Why President Maduro may have just killed bitcoin fever

Venezuela’s inevitably doomed plan to save its economy by issuing its own kleptocurrency may well undermine the fragile foundations of other booming cryptocurrencies.

Author

  • Christopher Sabatini

    Dr. Christopher Sabatini, is a senior fellow for Latin America at Chatham House, and was formerly a lecturer in the School of International and Public Affairs (SIPA) at Columbia University. Chris is also on the advisory boards of Harvard University’s LASPAU, the Advisory Committee for Human Rights Watch's Americas Division, and of the Inter-American Foundation. He is also an HFX Fellow at the Halifax International Security Forum. He is a frequent contributor to policy journals and newspapers and appears in the media and on panels on issues related to Latin America and foreign policy. Chris has testified multiple times before the U.S. Senate and the U.S. House of Representatives. In 2015, Chris founded and directed a new research non-profit, Global Americas and edited its news and opinion website. From 2005 to 2014 Chris was senior director of policy at the Americas Society and Council of the Americas (AS/COA) and the founder and editor-in-chief of the hemispheric policy magazine Americas Quarterly (AQ). At the AS/COA, Dr. Sabatini chaired the organization’s rule of law and Cuba working groups. Prior to that, he was director for Latin America and the Caribbean at the National Endowment for Democracy, and a diplomacy fellow with the American Association for the Advancement of Science, working at the US Agency for International Development’s Center for Democracy and Governance. He provides regular interviews for major media outlets, and has a PhD in Government from the University of Virginia.

This week Venezuelan President Nicolas Maduro announced the sale of the first-ever national cryptocurrency. If I were a holder of bitcoin or any of the other recently issued cryptocurrencies, I’d be worried.  The Venezuelan “petro” will inevitably fail, and when it does it may well take down the flimsy foundations on which the other cryptocurrencies are based.

Though a number articles and commentators have already persuasively argued why the petro is a ridiculous flight of fancy doomed to failure, it’s worth recapping some of their arguments. First, the essential ingredient for any currency to become and remain a store of value and to grow in value is trust.  That is especially true of cryptocurrencies in which users must have a mutual belief that there is shared value that will hold, and that the issuer will not mine more “coins” willy-nilly.

Now consider that in the case of Venezuela’s petro, the issuer is the government that has created one of the worst economies in the world.  This year alone, Venezuela’s economy, is predicted to contract by 15% and inflation may reach 13,000 percent.  What is to stop the same government that has indiscriminately printed new paper bills, the bolivar, and that has maintained a complicated, corrupt, distorting exchange rate from issuing more coins in the hopes of keeping its sinking economy afloat—especially as the president rushes headlong into an April 22 election with an approval rating around 20 percent?  Nothing.  Investors would be fools to bet otherwise.

Second, largely to assuage the concerns over the trustworthiness of the new currency, President Maduro has pledged that each petro will be backed by a barrel of oil.
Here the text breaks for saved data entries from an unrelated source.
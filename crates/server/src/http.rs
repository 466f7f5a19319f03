use std::sync::Arc;

use axum::extract::rejection::JsonRejection;
use axum::extract::State;
use axum::http::{header, StatusCode};
use axum::response::IntoResponse;
use axum::{routing, Json, Router};
use serde::{Deserialize, Serialize};
use spandsl::SqlOptions;
use tower_http::cors::CorsLayer;
use tower_http::services::ServeDir;
use tower_http::trace::TraceLayer;

use crate::error::{Result, ServerError};
use crate::metrics::{Metrics, OUTCOME_ERROR, OUTCOME_INVALID, OUTCOME_SUCCESS};

/// Shared state for all handlers
pub struct AppState {
    /// Defaults applied when a request omits `year` or `dataPath`
    pub options: SqlOptions,
    pub metrics: Metrics,
}

impl AppState {
    pub fn new(options: SqlOptions) -> Result<Self> {
        Ok(Self {
            options,
            metrics: Metrics::new()?,
        })
    }
}

/// Body of `POST /api/compile`
#[derive(Debug, Deserialize)]
#[serde(rename_all = "camelCase")]
pub struct CompileRequest {
    pub query: Option<String>,
    pub year: Option<i32>,
    pub data_path: Option<String>,
}

#[derive(Debug, Serialize, Deserialize, PartialEq)]
pub struct CompileResponse {
    pub success: bool,
    #[serde(skip_serializing_if = "Option::is_none")]
    pub sql: Option<String>,
    #[serde(skip_serializing_if = "Option::is_none")]
    pub error: Option<String>,
}

impl CompileResponse {
    pub fn success(sql: String) -> Self {
        Self {
            success: true,
            sql: Some(sql),
            error: None,
        }
    }

    pub fn failure(error: String) -> Self {
        Self {
            success: false,
            sql: None,
            error: Some(error),
        }
    }
}

/// Create the HTTP router
///
/// Unmatched paths fall through to `static_dir` when it is set.
pub fn create_router(state: Arc<AppState>, static_dir: Option<&str>) -> Router {
    let mut router = Router::new()
        .route("/api/compile", routing::post(compile_handler))
        .route("/health", routing::get(health_handler))
        .route("/metrics", routing::get(metrics_handler))
        .with_state(state);

    if let Some(dir) = static_dir {
        router = router.fallback_service(ServeDir::new(dir));
    }

    router
        .layer(TraceLayer::new_for_http())
        .layer(CorsLayer::permissive())
}

/// Handler for POST /api/compile
async fn compile_handler(
    State(state): State<Arc<AppState>>,
    payload: std::result::Result<Json<CompileRequest>, JsonRejection>,
) -> Result<Json<CompileResponse>> {
    let request = match payload {
        Ok(Json(request)) => request,
        Err(rejection) => {
            tracing::debug!(error = %rejection, "Rejected compile request body");
            state.metrics.observe(OUTCOME_INVALID);
            return Err(ServerError::InvalidRequest);
        }
    };

    let query = match request.query.as_deref() {
        Some(query) if !query.trim().is_empty() => query,
        _ => {
            state.metrics.observe(OUTCOME_INVALID);
            return Err(ServerError::InvalidRequest);
        }
    };

    let mut options = state.options.clone();
    if let Some(year) = request.year {
        options.year = Some(year);
    }
    if let Some(data_path) = request.data_path {
        options.data_path = Some(data_path);
    }

    match spandsl::compile(query, &options) {
        Ok(sql) => {
            state.metrics.observe(OUTCOME_SUCCESS);
            Ok(Json(CompileResponse::success(sql)))
        }
        Err(e) => {
            tracing::info!(error = %e, kind = e.name(), "Compile failed");
            state.metrics.observe(OUTCOME_ERROR);
            Err(e.into())
        }
    }
}

/// Handler for GET /health
async fn health_handler() -> &'static str {
    "ok"
}

/// Handler for GET /metrics
/// Returns Prometheus metrics in text format
async fn metrics_handler(State(state): State<Arc<AppState>>) -> Result<impl IntoResponse> {
    let buffer = state.metrics.encode()?;

    Ok((
        StatusCode::OK,
        [(header::CONTENT_TYPE, "text/plain; version=0.0.4")],
        buffer,
    ))
}
use anyhow::{Context, Result};
use config_rs::{Config as ConfigBuilder, Environment, File};
use serde::{Deserialize, Serialize};
use spandsl::mappings::KNOWN_YEARS;
use spandsl::SqlOptions;
use std::path::Path;

/// Main application configuration
#[derive(Debug, Clone, Serialize, Deserialize, Default)]
pub struct Config {
    /// Span compiler configuration
    #[serde(default)]
    pub compiler: CompilerConfig,

    /// HTTP server configuration
    #[serde(default)]
    pub server: ServerConfig,
}

/// Configuration for the Span compiler
#[derive(Debug, Clone, Serialize, Deserialize)]
pub struct CompilerConfig {
    /// Directory holding `<year>/<dataset>.parquet` (e.g., "data")
    #[serde(default = "default_data_path")]
    pub data_path: String,

    /// Year used for queries without a FOR clause
    #[serde(default = "default_year")]
    pub default_year: Option<i32>,
}

/// Configuration for the HTTP server
#[derive(Debug, Clone, Serialize, Deserialize)]
pub struct ServerConfig {
    /// Address to bind (e.g., "0.0.0.0")
    #[serde(default = "default_host")]
    pub host: String,

    /// Port to listen on (default: 3000)
    #[serde(default = "default_port")]
    pub port: u16,

    /// Directory with static assets served at `/`
    /// Optional - no static files are served when unset
    #[serde(default)]
    pub static_dir: Option<String>,
}

// Default value functions
fn default_data_path() -> String {
    spandsl::codegen::DEFAULT_DATA_PATH.to_string()
}

fn default_year() -> Option<i32> {
    KNOWN_YEARS.last().copied()
}

fn default_host() -> String {
    "0.0.0.0".to_string()
}

fn default_port() -> u16 {
    3000
}

impl Default for CompilerConfig {
    fn default() -> Self {
        Self {
            data_path: default_data_path(),
            default_year: default_year(),
        }
    }
}

impl Default for ServerConfig {
    fn default() -> Self {
        Self {
            host: default_host(),
            port: default_port(),
            static_dir: None,
        }
    }
}

impl Config {
    /// Load Config with layered configuration priority:
    /// 1. Default values
    /// 2. TOML file (if provided)
    /// 3. Environment variables (`SPAN_<SECTION>__<KEY>`, e.g. `SPAN_SERVER__PORT`)
    pub fn load(config_file: Option<&str>) -> Result<Self> {
        let mut builder = ConfigBuilder::builder()
            // Compiler defaults
            .set_default("compiler.data_path", default_data_path())?
            // Server defaults
            .set_default("server.host", default_host())?
            .set_default("server.port", default_port())?;

        if let Some(year) = default_year() {
            builder = builder.set_default("compiler.default_year", year)?;
        }

        // Add TOML file if provided
        if let Some(file_path) = config_file {
            let path = Path::new(file_path);
            if !path.exists() {
                anyhow::bail!("Configuration file not found: {}", path.display());
            }
            builder = builder.add_source(File::from(path));
        }

        builder = builder.add_source(
            Environment::with_prefix("SPAN")
                .prefix_separator("_")
                .separator("__")
                .try_parsing(true),
        );

        let config = builder.build().context("Failed to build configuration")?;

        config
            .try_deserialize()
            .context("Failed to deserialize configuration")
    }

    /// Load Config from a TOML file
    ///
    /// Environment variables can still override values from the file.
    pub fn from_file<P: AsRef<Path>>(path: P) -> Result<Self> {
        let path = path.as_ref();
        let file_path = path
            .to_str()
            .with_context(|| format!("Configuration path is not valid UTF-8: {}", path.display()))?;
        Self::load(Some(file_path))
    }

    /// Create a new Config from environment variables with defaults
    pub fn from_env() -> Result<Self> {
        Self::load(None)
    }

    /// Validate the configuration
    pub fn validate(&self) -> Result<()> {
        self.compiler.validate()?;
        self.server.validate()?;
        Ok(())
    }
}

impl CompilerConfig {
    /// Options passed to the compiler for every request
    pub fn sql_options(&self) -> SqlOptions {
        SqlOptions {
            year: self.default_year,
            data_path: Some(self.data_path.clone()),
        }
    }

    /// Validate the compiler configuration
    pub fn validate(&self) -> Result<()> {
        anyhow::ensure!(!self.data_path.is_empty(), "Data path cannot be empty");

        if let Some(year) = self.default_year {
            anyhow::ensure!(
                KNOWN_YEARS.contains(&year),
                "Default year {} has no data (known years: {}-{})",
                year,
                KNOWN_YEARS[0],
                KNOWN_YEARS[KNOWN_YEARS.len() - 1]
            );
        }

        Ok(())
    }
}

impl ServerConfig {
    /// Socket address string, e.g. "0.0.0.0:3000"
    pub fn bind_address(&self) -> String {
        format!("{}:{}", self.host, self.port)
    }

    /// Validate the server configuration
    pub fn validate(&self) -> Result<()> {
        anyhow::ensure!(!self.host.is_empty(), "Server host cannot be empty");
        anyhow::ensure!(self.port != 0, "Server port cannot be 0");

        if let Some(dir) = &self.static_dir {
            anyhow::ensure!(!dir.is_empty(), "Static directory cannot be empty when set");
        }

        Ok(())
    }
}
Leaving aside the sad irony that a petroleum dependent country would name its currency after the very resource that has cursed the country in recent decades, those pledged barrels behind the petro are in fields that haven’t been tapped yet in the Orinoco Belt.  That would be like me offering a new currency on a job that I haven’t gotten yet, but that—I promise—will earn me a salary in the seven digits. Would you buy it? (And I don’t even have 13,000% inflation or a contracting personal economy, I promise.)
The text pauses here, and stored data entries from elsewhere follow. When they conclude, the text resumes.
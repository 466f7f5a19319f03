use anyhow::{Context, Result};
use clap::Parser;
use rustyline::error::ReadlineError;
use rustyline::DefaultEditor;
use spandsl::SqlOptions;
use std::path::PathBuf;
use tracing::{error, warn};

mod display;

/// Span DSL to SQL compiler
#[derive(Parser, Debug)]
#[command(name = "spandsl")]
#[command(about = "Compile Span coverage queries to SQL", long_about = None)]
struct Args {
    /// Compile a single query and exit
    #[arg(short, long)]
    exec: Option<String>,

    /// Path to TOML configuration file
    #[arg(short, long)]
    config: Option<String>,

    /// Year used when the query has no FOR clause
    #[arg(short, long)]
    year: Option<i32>,

    /// Prefix for data file paths
    #[arg(short, long)]
    data_path: Option<String>,

    /// Print the token stream instead of SQL (with --exec)
    #[arg(long)]
    tokens: bool,

    /// Print the parsed query instead of SQL (with --exec)
    #[arg(long)]
    ast: bool,
}

/// What to print for a query
#[derive(Debug, Clone, Copy, PartialEq, Eq)]
enum Output {
    Sql,
    Tokens,
    Ast,
}

fn main() -> Result<()> {
    // Set RUST_LOG to control log level, e.g. RUST_LOG=debug
    tracing_subscriber::fmt()
        .with_env_filter(
            tracing_subscriber::EnvFilter::try_from_default_env()
                .unwrap_or_else(|_| tracing_subscriber::EnvFilter::new("info"))
                .add_directive("rustyline=error".parse()?),
        )
        .init();

    let args = Args::parse();

    let config = config::Config::load(args.config.as_deref())?;
    config.validate().context("Invalid configuration")?;

    let mut options = config.compiler.sql_options();
    if let Some(year) = args.year {
        options.year = Some(year);
    }
    if let Some(data_path) = args.data_path {
        options.data_path = Some(data_path);
    }

    // If --exec flag is provided, compile the query and exit
    if let Some(query) = args.exec {
        let output = if args.tokens {
            Output::Tokens
        } else if args.ast {
            Output::Ast
        } else {
            Output::Sql
        };
        let result = render(&query, output, &options)?;
        println!("{}", result);
        return Ok(());
    }

    println!("Span REPL");
    println!("Type 'exit' or 'quit' to exit, '\\h' for help\n");

    let history_file = get_history_file_path();
    let mut rl = DefaultEditor::new().context("Failed to create readline editor")?;

    if history_file.exists() {
        rl.load_history(&history_file)
            .context("Failed to load history file")?;
    }

    loop {
        let readline = rl.readline("span> ");
        match readline {
            Ok(line) => {
                let line = line.trim();

                if line.is_empty() {
                    continue;
                }

                let _ = rl.add_history_entry(line);

                if line.eq_ignore_ascii_case("exit") || line.eq_ignore_ascii_case("quit") {
                    save_history(&mut rl, &history_file);
                    println!("Goodbye!");
                    break;
                }

                if line == "\\h" {
                    print_help();
                    continue;
                }

                let (output, query) = split_command(line);
                match render(query, output, &options) {
                    Ok(result) => println!("{}", result),
                    Err(e) => {
                        error!("Compilation failed: {}", e);
                        eprintln!("Error: {}", e);
                    }
                }
            }
            Err(ReadlineError::Interrupted) => {
                save_history(&mut rl, &history_file);
                println!("CTRL-C");
                break;
            }
            Err(ReadlineError::Eof) => {
                save_history(&mut rl, &history_file);
                println!("CTRL-D");
                break;
            }
            Err(err) => {
                save_history(&mut rl, &history_file);
                error!("Readline error: {:?}", err);
                eprintln!("Error: {:?}", err);
                break;
            }
        }
    }

    Ok(())
}

/// Split a REPL line into its output mode and the query text
fn split_command(line: &str) -> (Output, &str) {
    if let Some(rest) = line.strip_prefix("\\t") {
        (Output::Tokens, rest.trim_start())
    } else if let Some(rest) = line.strip_prefix("\\a") {
        (Output::Ast, rest.trim_start())
    } else {
        (Output::Sql, line)
    }
}

fn render(query: &str, output: Output, options: &SqlOptions) -> Result<String> {
    let rendered = match output {
        Output::Tokens => display::format_tokens(&spandsl::tokenize(query)?),
        Output::Ast => format!("{:#?}", spandsl::parse_str(query)?),
        Output::Sql => spandsl::compile(query, options)?,
    };
    Ok(rendered)
}

fn get_history_file_path() -> PathBuf {
    if let Some(home) = dirs::home_dir() {
        home.join(".spandsl_history")
    } else {
        PathBuf::from(".spandsl_history")
    }
}

fn save_history(rl: &mut DefaultEditor, history_file: &PathBuf) {
    rl.save_history(history_file)
        .context("Failed to save history file")
        .unwrap_or_else(|e| {
            warn!("Could not save history: {}", e);
            eprintln!("Warning: Could not save history: {}", e);
        });
}

fn print_help() {
    println!("Span REPL Help:");
    println!("  exit, quit    - Exit the REPL");
    println!("  \\h            - Show this help message");
    println!("  \\t <query>    - Show the tokens of a query");
    println!("  \\a <query>    - Show the parsed query");
    println!("  <query>       - Compile a Span query to SQL");
    println!("\nExample queries:");
    println!("  HAS fiber COUNT hus BY fylke");
    println!("  HAS ANY(fiber, 5g) IN tett COUNT hus SORT andel DESC TOP 5 FOR (2023, 2024)");
    println!("  HAS nedhast >= 100 IN privat COUNT ab BY tilb");
    println!("  HAS kabel COUNT hus FOR 2018");
}

#[cfg(test)]
mod tests {
    use super::*;

    #[test]
    fn test_split_command() {
        assert_eq!(
            split_command("\\t HAS fiber COUNT hus"),
            (Output::Tokens, "HAS fiber COUNT hus")
        );
        assert_eq!(split_command("\\a HAS fiber"), (Output::Ast, "HAS fiber"));
        assert_eq!(split_command("HAS fiber"), (Output::Sql, "HAS fiber"));
    }

    #[test]
    fn test_render_sql() {
        let options = SqlOptions::new().with_year(2024);
        let sql = render("HAS fiber COUNT hus", Output::Sql, &options).unwrap();
        assert!(sql.starts_with("WITH "));

        let ast = render("HAS fiber COUNT hus", Output::Ast, &options).unwrap();
        assert!(ast.contains("SpanQuery"));

        assert!(render("HAS fiber", Output::Sql, &options).is_err());
    }
}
Last, this new currency is being issued by one of the most corrupt countries in the world (Venezuela ranks 169th out of 180 in Transparency International’s most recent Corruption Perceptions Index). Billions of public funds and investments have been lost to personal accounts—including allegations that the former head of the state oil company, Rafael Ramirez embezzled $4.8 billion.  More than 40 members of the government are under U.S. sanctions for allegations of corruption and ties to narcotics trafficking. The Maduro regime destroyed the independence of the Central Bank and state oil company, PDVSA, raiding their reserves to fund their political projects. As expected, both have gone broke.  Cryptocurrency? For Venezuela, kleptocurrency seems more appropriate.

So why should investors in the other cryptocurrencies be nervous?  Because Maduro’s embrace of the financial trend of the minute will demonstrate that the innovation is a house of cards and show how fragile these virtual creations really are.  While bitcoin and other cryptocurrencies are separate from the ill-conceived and deeply flawed petro, there is a risk of panic as the petro crashes and skittish, short-term investors begin to question the basic assumptions that undergird the entire cryptocurrency fad. As with most market or currency booms and busts it only takes one or two failures to trigger a panic that sees investors running for the doors. And before you know it the bubble has burst. Rarely are these things rational.

In short, bitcoin investors, meet your new threat: the Venezuelan shitcoin.  Be scared.  Very scared.